100% Cinta


Hari sudah malam. Arloji di dinding menunjukan pukul 19.24 WIB. Ini sudah waktunya Beela tidur. Kuperhatikan anak itu masih asyik bermain dan bercanda riang dengan ayahnya. 

"Beela, ke kamar sayang. Mama mau bobok." ujarku sambil berjalan menuju kamar disusul suamiku. 

"Iya Beel, Bapak juga mau bobok," ujar suamiku kemudian. 

"Ah ... ayo Pak," cletuknya sambil berlari mendahului kami kekamar diiringi tawa renyah. 

Aku lihat anakku sudah berbaring ditempat biasanya ia tidur. Aku pun menghampirinya. Begitupun suamiku. 

"Beela, Mama mau ngomong. Beela dengerin ya," ujarku sambil mengelus lembut rambutnya. 

"Hu'um," jawabnya sambil menatap mataku, nampak memperhatikan. 

"Besok Mama mau berangkat kerja. Cari uang buat beli jajan Beela. Beela dirumah ya, sama Bapak, sama Kakung, sama Uti. "

"Hu'um," jawabnya seolah memahami ucapanku. 

"Beela dirumah jangan rewel ya. "

"Ola (ora) lewel (rewel). "

"Sip. Anak Mama memang pinter. Nanti kalau kangen Mama Beela telfon atau video call sama Mama ya, " ujarku sambil memperagakan orang memegang telfon. 

"Hu'um, Ma. "

"Sip. Sini Mama cium Beela dulu, " imbuhku sambil mengecup pipi mungil anakku yang tengah asik bobok di sampingku. 

Aku pun membacakan surat pendek Al Qur'an sebagai penghantar tidur untuk anakku.
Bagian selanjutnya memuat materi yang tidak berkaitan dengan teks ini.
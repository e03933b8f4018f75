// Copyright 2026 Open Nexus OS Contributors
// SPDX-License-Identifier: Apache-2.0

//! Readiness reporting and poll-queue watchers.

use std::sync::Arc;
use std::time::Duration;

use chan_sync::{Deadline, Interrupter};
use log::trace;

use crate::channel::{ChannelState, Shared};
use crate::config::OverflowPolicy;
use crate::error::{ChannelError, Result};

bitflags::bitflags! {
    /// Readiness bits, numerically compatible with `POLLIN`/`POLLOUT`.
    #[derive(Clone, Copy, Debug, PartialEq, Eq, Hash)]
    pub struct PollEvents: u32 {
        const READABLE = 1 << 0;
        const WRITABLE = 1 << 2;
    }
}

impl Shared {
    /// On a poll-queue channel `READABLE` mirrors the queue's readiness flag,
    /// which only notifying writes raise. Other modes look at the buffer.
    fn readiness(&self, state: &ChannelState) -> PollEvents {
        let mut events = PollEvents::empty();
        let readable = match self.discipline.queue() {
            Some(queue) => queue.is_ready(),
            None => !state.buffer.is_empty(),
        };
        if readable {
            events |= PollEvents::READABLE;
        }
        // Replacing policies always accept a write.
        if self.config.overflow != OverflowPolicy::Reject || state.buffer.free_space() > 0 {
            events |= PollEvents::WRITABLE;
        }
        events
    }

    pub(crate) fn poll(&self, interrupt: Option<&Interrupter>) -> Result<PollEvents> {
        self.locked(interrupt, |state, _| Ok(self.readiness(state)))
    }
}

/// Interest registered on a poll-queue channel's wait queue.
pub struct PollWatcher {
    shared: Arc<Shared>,
    interrupter: Interrupter,
    seen: u64,
}

impl PollWatcher {
    pub(crate) fn register(shared: Arc<Shared>, interrupter: Interrupter) -> Result<Self> {
        let seen = shared.discipline.queue().ok_or(ChannelError::InvalidArgument)?.generation();
        Ok(Self { shared, interrupter, seen })
    }

    /// `true` once the queue was woken since registration or the last wait.
    pub fn changed(&self) -> bool {
        self.shared.discipline.queue().is_some_and(|queue| queue.generation() != self.seen)
    }

    /// Blocks until any of `interest` is ready; returns the full readiness set.
    pub fn wait(&mut self, interest: PollEvents, timeout: Duration) -> Result<PollEvents> {
        let deadline = Deadline::after(timeout);
        let queue = self.shared.discipline.queue().ok_or(ChannelError::InvalidArgument)?;
        loop {
            let (events, generation) = self.shared.locked(None, |state, notifier| {
                Ok((self.shared.readiness(state), notifier.snapshot()))
            })?;
            self.seen = generation;
            if events.intersects(interest) {
                return Ok(events);
            }
            trace!("chardev-chan: watcher parked at generation {generation}");
            self.seen = queue.wait_past(generation, deadline, Some(&self.interrupter))?;
        }
    }
}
Lima menit kemudian dia sudah terlelap. 

Keesokan harinya aku terbangun. Langit masih gelap. Sinar matahari yang biasanya menembus hingga kamar hari ini belum nampak. Dari balik jendela aku melihat lampu di jalan masih menyala. Tanda fajar belum menyingsing. Ku ambil handphone. Arloji handphone menunjukan pukul 04.00 WIB. Menjelang subuh aku memang sering terbangun. 

Aku segera mencari tas. Ku masukan beberapa pakaian kedalamnya. Aku membuka ceklist barang di handphone. Ku pastikan tidak ada yang tertinggal. Setelah selesai, aku bersegera ke kamar mandi. Aku tengok ke kamar. Aku lihat suamiku sudah bangun dan segera bersiap-siap mengantarku ke Ponorogo, kota yang berjarak tak begitu jauh dari tempat kami tinggal sekarang. 

Tepat pukul 05.00 WIB, kami tancap gas. Pada saat itu aku melihat Beela masih terlelap. Dijaga oleh Uti. Perjalanan ini aku lakukan dengan berat hati. Aku tidak pernah jauh dari suami dan anakku sebelumnya. Tapi hari ini semua harus terjadi.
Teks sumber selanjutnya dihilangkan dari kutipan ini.